The thought of facing the judgment of the God against whom we've all rebelled is nothing short of terrifying. As the Bible says, "It is a dreadful thing to fall into the hands of the living God" (Hebrews 10:31). But the amazing good news Jesus brought is that you and I don't have to pay that awful death penalty for our sin. Someone already did. Jesus did. In the words of the Bible, "He loved us and sent His Son as an atoning sacrifice for our sins" (1 John 4:10). Imagine, God's love for you is so great He poured the hell for your sin against Him on His own Son so you would never have to pay for it yourself; so you could spend eternity in the heaven that you could never deserve rather than the hell that we all deserve. He really, really loves you. He went a long way to forgive you.

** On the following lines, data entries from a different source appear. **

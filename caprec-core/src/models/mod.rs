pub mod config;
pub mod descriptors;
pub mod error;
pub mod format;
pub mod options;
pub mod session_kind;
pub mod codec;
pub mod command;
pub mod frame;
pub mod pelco;
pub mod transmit;

pub use codec::{codec_for, EncodedCommand, PtzProtocolCodec};
pub use command::{CommandBuilder, Direction, Directions, LogicalCommand, PresetAction, Speeds};
pub use frame::WireFrame;
pub use pelco::PelcoCodec;
pub use transmit::{send, send_with};

use uuid::Uuid;

use crate::config::ConfigRejection;

#[derive(Debug, thiserror::Error)]
pub enum PtzError {
    #[error("PTZ configuration rejected: {0}")]
    ConfigRejected(#[from] ConfigRejection),

    #[error("No PTZ device configured")]
    NoDevice,

    #[error("Invalid PTZ command: {0}")]
    InvalidCommand(&'static str),

    #[error("PTZ device {path} unavailable: {source}")]
    DeviceUnavailable {
        path: String,
        #[source]
        source: std::io::Error,
    },

    #[error("PTZ transmission to {path} failed: {source}")]
    TransmitFailed {
        path: String,
        #[source]
        source: std::io::Error,
    },

    #[error("Unknown camera: {0}")]
    UnknownCamera(Uuid),

    #[error("PTZ task failed: {0}")]
    TaskFailed(String),
}

pub type Result<T> = std::result::Result<T, PtzError>;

But you have to first face your sin and see it for what it is. It's the defiant hijacking of your life from the God who made you. That's what it is. Then you have to decide that you're ready to turn from the sin that killed Jesus and place your life in His hands, which is where you were created to be anyway. And the weight of a lifetime of sinning, the weight of a lifetime of secrets and darkness can come off your shoulders this very day because, as the Bible says, "The blood of Jesus, His Son, purifies us from all sin" (1 John 1:7). He is alive today. You can tell Him right now, "Jesus, Your death for my sin is my only hope and I am Yours starting today."

Next step, would you go to our website, ANewStory.com, and let me show you there how you can be sure that you belong to Jesus Christ and that every sin you've ever committed can be erased from God's book today.

This can be the day of your new beginning, when God's spiritual shower makes you clean and every sin of your life is erased from His book. This could be the day that your judgment is cancelled.